##### MATERIAL FOR THE TASK
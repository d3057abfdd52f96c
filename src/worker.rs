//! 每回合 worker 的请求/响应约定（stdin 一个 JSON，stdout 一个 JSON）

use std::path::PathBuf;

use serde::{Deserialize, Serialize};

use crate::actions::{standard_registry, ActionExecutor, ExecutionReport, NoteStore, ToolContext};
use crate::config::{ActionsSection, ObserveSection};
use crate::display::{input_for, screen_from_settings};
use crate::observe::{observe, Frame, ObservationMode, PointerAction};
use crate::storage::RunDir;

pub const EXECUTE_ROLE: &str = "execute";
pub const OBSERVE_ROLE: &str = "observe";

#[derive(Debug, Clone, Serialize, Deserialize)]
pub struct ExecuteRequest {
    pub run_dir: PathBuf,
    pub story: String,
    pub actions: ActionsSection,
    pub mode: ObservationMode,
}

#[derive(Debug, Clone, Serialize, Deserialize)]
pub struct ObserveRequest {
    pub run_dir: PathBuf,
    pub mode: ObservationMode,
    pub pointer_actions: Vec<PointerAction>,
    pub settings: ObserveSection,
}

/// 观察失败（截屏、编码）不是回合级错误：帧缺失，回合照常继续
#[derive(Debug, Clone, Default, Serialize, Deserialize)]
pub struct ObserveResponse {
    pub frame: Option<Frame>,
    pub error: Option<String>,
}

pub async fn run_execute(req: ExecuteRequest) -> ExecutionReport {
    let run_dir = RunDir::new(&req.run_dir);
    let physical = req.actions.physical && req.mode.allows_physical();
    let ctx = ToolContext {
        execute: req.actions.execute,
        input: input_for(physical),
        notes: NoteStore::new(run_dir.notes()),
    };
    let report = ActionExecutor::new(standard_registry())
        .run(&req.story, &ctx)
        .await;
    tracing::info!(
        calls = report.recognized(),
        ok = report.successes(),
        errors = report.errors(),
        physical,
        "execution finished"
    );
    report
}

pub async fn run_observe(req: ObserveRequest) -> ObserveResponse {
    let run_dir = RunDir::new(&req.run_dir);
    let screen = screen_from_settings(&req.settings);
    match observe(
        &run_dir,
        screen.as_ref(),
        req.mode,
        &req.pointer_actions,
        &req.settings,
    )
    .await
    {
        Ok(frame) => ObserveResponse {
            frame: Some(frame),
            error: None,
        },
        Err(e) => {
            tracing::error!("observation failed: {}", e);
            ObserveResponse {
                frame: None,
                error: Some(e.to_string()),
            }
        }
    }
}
##########
##### MATERIAL FOR THE TASK
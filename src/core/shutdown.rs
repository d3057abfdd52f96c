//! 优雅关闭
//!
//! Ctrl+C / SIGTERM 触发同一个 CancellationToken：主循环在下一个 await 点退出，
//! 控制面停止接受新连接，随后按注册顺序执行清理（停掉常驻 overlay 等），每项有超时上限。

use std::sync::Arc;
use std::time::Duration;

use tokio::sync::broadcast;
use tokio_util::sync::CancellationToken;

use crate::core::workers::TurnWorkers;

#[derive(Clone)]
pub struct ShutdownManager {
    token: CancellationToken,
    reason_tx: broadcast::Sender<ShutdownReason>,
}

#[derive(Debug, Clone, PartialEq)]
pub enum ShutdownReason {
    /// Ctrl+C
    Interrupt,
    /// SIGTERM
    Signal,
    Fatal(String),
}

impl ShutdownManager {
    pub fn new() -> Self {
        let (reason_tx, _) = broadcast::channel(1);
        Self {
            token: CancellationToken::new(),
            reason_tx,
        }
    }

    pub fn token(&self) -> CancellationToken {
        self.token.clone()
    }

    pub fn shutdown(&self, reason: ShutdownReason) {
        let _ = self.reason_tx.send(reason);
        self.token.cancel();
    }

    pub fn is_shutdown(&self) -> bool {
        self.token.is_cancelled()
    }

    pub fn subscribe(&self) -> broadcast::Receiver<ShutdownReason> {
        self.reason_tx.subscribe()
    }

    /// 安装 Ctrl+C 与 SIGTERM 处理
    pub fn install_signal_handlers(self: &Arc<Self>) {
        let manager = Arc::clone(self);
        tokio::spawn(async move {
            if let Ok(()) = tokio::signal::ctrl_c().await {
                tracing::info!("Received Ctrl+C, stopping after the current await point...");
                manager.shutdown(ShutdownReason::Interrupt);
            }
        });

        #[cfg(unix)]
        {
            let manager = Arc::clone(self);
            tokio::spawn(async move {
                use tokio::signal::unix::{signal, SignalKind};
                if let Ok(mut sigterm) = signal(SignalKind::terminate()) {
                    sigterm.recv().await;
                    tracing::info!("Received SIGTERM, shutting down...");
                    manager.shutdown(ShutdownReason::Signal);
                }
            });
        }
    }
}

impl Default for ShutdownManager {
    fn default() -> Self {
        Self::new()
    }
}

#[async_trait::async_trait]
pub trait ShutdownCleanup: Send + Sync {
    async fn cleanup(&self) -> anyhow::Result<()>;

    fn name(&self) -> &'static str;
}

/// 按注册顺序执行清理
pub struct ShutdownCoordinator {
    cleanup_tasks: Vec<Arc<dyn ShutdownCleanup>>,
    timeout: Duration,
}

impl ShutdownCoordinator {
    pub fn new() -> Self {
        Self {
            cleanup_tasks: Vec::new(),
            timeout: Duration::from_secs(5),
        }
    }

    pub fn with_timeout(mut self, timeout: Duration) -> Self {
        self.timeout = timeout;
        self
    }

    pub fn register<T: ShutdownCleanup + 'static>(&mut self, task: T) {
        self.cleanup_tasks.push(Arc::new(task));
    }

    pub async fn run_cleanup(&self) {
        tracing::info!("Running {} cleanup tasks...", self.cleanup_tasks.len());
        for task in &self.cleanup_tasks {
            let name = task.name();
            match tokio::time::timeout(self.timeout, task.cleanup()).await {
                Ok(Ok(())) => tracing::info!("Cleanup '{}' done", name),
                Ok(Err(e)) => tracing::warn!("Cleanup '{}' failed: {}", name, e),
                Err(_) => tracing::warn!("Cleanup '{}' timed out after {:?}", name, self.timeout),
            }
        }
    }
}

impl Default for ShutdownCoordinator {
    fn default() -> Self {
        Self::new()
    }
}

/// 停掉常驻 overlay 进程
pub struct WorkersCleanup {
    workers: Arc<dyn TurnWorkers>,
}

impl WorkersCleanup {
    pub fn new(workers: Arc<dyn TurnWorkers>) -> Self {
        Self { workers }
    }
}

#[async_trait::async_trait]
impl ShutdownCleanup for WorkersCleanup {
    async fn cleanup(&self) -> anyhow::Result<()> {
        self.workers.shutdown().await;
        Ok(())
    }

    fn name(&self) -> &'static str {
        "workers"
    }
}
##########
##### MATERIAL FOR THE TASK
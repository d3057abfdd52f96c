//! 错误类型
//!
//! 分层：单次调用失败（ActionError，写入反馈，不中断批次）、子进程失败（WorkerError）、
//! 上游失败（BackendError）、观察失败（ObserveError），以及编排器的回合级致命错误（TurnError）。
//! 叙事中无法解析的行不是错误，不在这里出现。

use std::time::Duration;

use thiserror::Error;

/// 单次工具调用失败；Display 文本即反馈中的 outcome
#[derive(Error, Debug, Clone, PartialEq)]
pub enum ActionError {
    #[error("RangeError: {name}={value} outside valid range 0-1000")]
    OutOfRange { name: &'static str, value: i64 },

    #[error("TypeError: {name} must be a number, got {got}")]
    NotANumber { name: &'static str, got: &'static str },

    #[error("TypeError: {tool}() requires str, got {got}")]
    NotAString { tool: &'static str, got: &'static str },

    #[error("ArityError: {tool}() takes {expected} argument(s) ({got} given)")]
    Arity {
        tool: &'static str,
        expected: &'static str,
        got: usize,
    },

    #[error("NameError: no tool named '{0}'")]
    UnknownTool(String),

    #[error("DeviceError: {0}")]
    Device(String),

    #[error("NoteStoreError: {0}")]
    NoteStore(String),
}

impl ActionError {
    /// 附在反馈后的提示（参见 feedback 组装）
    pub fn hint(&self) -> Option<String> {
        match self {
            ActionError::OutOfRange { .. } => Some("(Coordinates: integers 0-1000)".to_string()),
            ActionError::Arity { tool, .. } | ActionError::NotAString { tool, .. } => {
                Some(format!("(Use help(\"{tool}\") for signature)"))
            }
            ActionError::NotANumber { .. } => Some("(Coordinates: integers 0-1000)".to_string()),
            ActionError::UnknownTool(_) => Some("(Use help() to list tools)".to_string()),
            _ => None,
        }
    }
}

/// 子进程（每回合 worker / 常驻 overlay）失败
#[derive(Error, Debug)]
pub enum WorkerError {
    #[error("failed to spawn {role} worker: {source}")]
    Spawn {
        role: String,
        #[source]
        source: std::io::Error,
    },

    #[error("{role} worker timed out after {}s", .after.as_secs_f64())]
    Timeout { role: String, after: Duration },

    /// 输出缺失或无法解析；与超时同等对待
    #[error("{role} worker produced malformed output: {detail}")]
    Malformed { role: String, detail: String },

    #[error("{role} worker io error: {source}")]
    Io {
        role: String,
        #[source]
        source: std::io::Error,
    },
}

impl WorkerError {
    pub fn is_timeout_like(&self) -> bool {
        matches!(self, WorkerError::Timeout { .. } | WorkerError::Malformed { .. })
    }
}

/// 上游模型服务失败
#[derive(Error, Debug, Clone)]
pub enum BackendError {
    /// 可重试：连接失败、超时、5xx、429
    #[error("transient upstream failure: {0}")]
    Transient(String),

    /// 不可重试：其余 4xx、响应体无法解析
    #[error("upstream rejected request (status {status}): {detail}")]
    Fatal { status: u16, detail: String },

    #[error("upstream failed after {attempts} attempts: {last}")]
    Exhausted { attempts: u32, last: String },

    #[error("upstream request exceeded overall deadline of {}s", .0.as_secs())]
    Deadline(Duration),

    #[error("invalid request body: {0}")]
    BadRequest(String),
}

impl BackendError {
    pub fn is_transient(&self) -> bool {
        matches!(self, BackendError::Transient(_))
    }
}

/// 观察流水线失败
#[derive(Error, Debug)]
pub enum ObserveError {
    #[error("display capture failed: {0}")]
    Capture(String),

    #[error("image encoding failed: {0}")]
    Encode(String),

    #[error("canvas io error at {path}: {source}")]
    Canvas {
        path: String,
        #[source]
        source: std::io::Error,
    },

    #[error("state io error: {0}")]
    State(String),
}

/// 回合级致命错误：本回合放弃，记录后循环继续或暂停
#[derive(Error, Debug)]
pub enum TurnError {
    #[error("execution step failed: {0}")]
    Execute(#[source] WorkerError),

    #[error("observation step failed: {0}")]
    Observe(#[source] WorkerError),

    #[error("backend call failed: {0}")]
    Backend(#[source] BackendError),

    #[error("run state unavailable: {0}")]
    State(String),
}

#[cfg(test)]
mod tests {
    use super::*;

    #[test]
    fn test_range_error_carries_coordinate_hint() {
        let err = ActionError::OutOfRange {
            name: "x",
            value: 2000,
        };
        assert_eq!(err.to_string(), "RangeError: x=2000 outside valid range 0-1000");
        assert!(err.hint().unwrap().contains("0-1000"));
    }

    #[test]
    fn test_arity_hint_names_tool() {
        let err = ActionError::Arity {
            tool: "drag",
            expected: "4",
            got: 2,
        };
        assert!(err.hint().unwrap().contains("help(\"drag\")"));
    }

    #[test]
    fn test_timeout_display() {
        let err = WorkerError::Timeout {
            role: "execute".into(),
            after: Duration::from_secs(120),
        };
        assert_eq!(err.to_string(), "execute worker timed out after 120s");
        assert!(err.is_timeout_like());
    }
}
##########
- [TASK DETAILS] Print exactly the lines above from the one with "pub fn is_timeout_like(&self)" to the one with "pub enum ObserveError", including both.

- [RESULT]
    pub fn is_timeout_like(&self) -> bool {
        matches!(self, WorkerError::Timeout { .. } | WorkerError::Malformed { .. })
    }
}

/// 上游模型服务失败
#[derive(Error, Debug, Clone)]
pub enum BackendError {
    /// 可重试：连接失败、超时、5xx、429
    #[error("transient upstream failure: {0}")]
    Transient(String),

    /// 不可重试：其余 4xx、响应体无法解析
    #[error("upstream rejected request (status {status}): {detail}")]
    Fatal { status: u16, detail: String },

    #[error("upstream failed after {attempts} attempts: {last}")]
    Exhausted { attempts: u32, last: String },

    #[error("upstream request exceeded overall deadline of {}s", .0.as_secs())]
    Deadline(Duration),

    #[error("invalid request body: {0}")]
    BadRequest(String),
}

impl BackendError {
    pub fn is_transient(&self) -> bool {
        matches!(self, BackendError::Transient(_))
    }
}

/// 观察流水线失败
#[derive(Error, Debug)]
pub enum ObserveError {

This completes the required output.